Absolute power corrupts absolutely. indymedia
It was the demotion of Bender that prompted Ivan Krstic' to resign last month, so the damage to OLPC by their stupid demotion of Bender is not limited to just the loss of him. I wonder if anyone else will be leaving over this?
Direct Link to Resignation letter
I was going to submit this story after finding it on Digg or Reddit; the headline was focusing on Negreponte(sp?) allegedly wishing to partner with MS to put XP on XO in order to sell more units. After reading the letter and there being no mention of it I decided against submission.
What does that mean? Does that mean OLPC is lacking paper clips or advanced audio technology that came hidden in a pink box? Or they lack negotiating skills that is needed to change a NO into a YES, aka ISO Norway style? May be they just need a can do guy like Bob...
... "bite my rubberized, lime-green ass."
Anybody want a peanut?
Oh well I thought there was some news about Avatar, but I guess I'll just have to keep waiting.
A: The x86 used is already very low power and very high integration, supporting sub-millisecond sleep states.
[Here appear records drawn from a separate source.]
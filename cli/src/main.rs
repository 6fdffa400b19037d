use clap::Parser;
use tracing_subscriber::layer::SubscriberExt;
use tracing_subscriber::util::SubscriberInitExt;
use tracing_subscriber::EnvFilter;
use vatcheck_cli::commands::{batch, check, cli};
use vatcheck_cli::http;
use vatcheck_core::api::{AppConfig, CliError, LoggingConfig};

static LOG_GUARD: std::sync::OnceLock<tracing_appender::non_blocking::WorkerGuard> =
    std::sync::OnceLock::new();

#[tokio::main]
async fn main() {
    let exit = match real_main().await {
        Ok(code) => code,
        Err(e) => {
            eprintln!("{e}");
            exit_code_for_error(&e)
        }
    };

    std::process::exit(exit);
}

async fn real_main() -> Result<i32, CliError> {
    let args = cli::Args::parse();
    let cfg = load_config(&args)?;
    init_tracing(&cfg.logging).map_err(CliError::Command)?;

    let services = vatcheck_plugins::factory::build_services(&cfg)?;

    match args.command {
        Some(cli::Commands::Check(check_args)) => {
            check::handle_check(check_args, &services).await?;
        }
        Some(cli::Commands::Batch(batch_args)) => {
            let max = cfg.batch.max_identifiers;
            batch::handle_batch(batch_args, &services, max).await?;
        }
        Some(cli::Commands::Serve(serve_args)) => {
            http::handle_serve(serve_args, cfg, services).await?;
        }
        None => {
            http::handle_serve(cli::ServeArgs::default(), cfg, services).await?;
        }
    }

    Ok(0)
}

fn load_config(args: &cli::Args) -> Result<AppConfig, CliError> {
    let cfg = match &args.config {
        Some(path) => vatcheck_core::api::load_from_path(path),
        None => vatcheck_core::api::load_default(),
    };
    cfg.map_err(|e| CliError::Config(e.to_string()))
}

fn exit_code_for_error(e: &CliError) -> i32 {
    // 0: success
    // 11: config error
    // 20: IO / command error
    // 30: input or spreadsheet error
    // 50: internal/uncategorized
    match e {
        CliError::Config(_) => 11,
        CliError::Io(_) => 20,
        CliError::Command(_) => 20,
        CliError::Input(_) => 30,
        CliError::Sheet(_) => 30,
        CliError::Anyhow(_) => 50,
    }
}

fn init_tracing(logging: &LoggingConfig) -> Result<(), String> {
    if !logging.enabled {
        return Ok(());
    }

    let filter = match std::env::var("RUST_LOG") {
        Ok(v) if !v.trim().is_empty() => EnvFilter::from_default_env(),
        _ => EnvFilter::try_new(logging.level.clone()).map_err(|e| e.to_string())?,
    };

    let mut maybe_writer = None;

    if logging.file {
        let dir = match logging
            .directory
            .as_deref()
            .map(str::trim)
            .filter(|s| !s.is_empty())
        {
            Some(d) => std::path::PathBuf::from(d),
            None => std::env::temp_dir().join("vatcheck"),
        };

        std::fs::create_dir_all(&dir).map_err(|e| format!("create log dir failed: {e}"))?;
        let file_name = format!("vatcheck.{}.log", std::process::id());
        let appender = tracing_appender::rolling::never(dir, file_name);
        let (non_blocking, guard) = tracing_appender::non_blocking(appender);
        let _ = LOG_GUARD.set(guard);
        maybe_writer = Some(non_blocking);
    }

    if !logging.console && maybe_writer.is_none() {
        return Err("logging disabled for both console and file".to_string());
    }

    let console_layer = logging.console.then(|| {
        tracing_subscriber::fmt::layer()
            .with_writer(std::io::stderr)
            .with_ansi(atty::is(atty::Stream::Stderr))
    });

    let file_layer = maybe_writer.map(|w| {
        tracing_subscriber::fmt::layer()
            .with_writer(w)
            .with_ansi(false)
    });

    tracing_subscriber::registry()
        .with(filter)
        .with(console_layer)
        .with(file_layer)
        .init();

    Ok(())
}
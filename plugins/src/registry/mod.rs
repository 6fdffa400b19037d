pub mod http_client;
pub mod service;

pub use http_client::{HttpClient, RegistryHttpError, RegistryHttpErrorKind, Subject};
pub use service::WhiteListPlugin;
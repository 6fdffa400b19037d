pub mod factory;
pub mod registry;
With Amdahl's law being what it is, replacing the processor with a mystic 0 power CPU wouldn't add all that much to battery life. The TOTAL power consumption is 5W already, and the CPU's share of that power budget (when you consider CPU and not the associated control logic for memory, IO, etc) is low.
And in return, x86 compatibility is a good thing, because it opens up a huge world of binary software. For one, x86 is far better supported by just about everybody.
B: The OLPC actually uses a 15 W-Hr LiFeP (Lithium Ferro-Polymer) battery. Which is actually 4x the charge lifespan of LiIon, and has far greater environmental tolerance, and can even be composted for disposal.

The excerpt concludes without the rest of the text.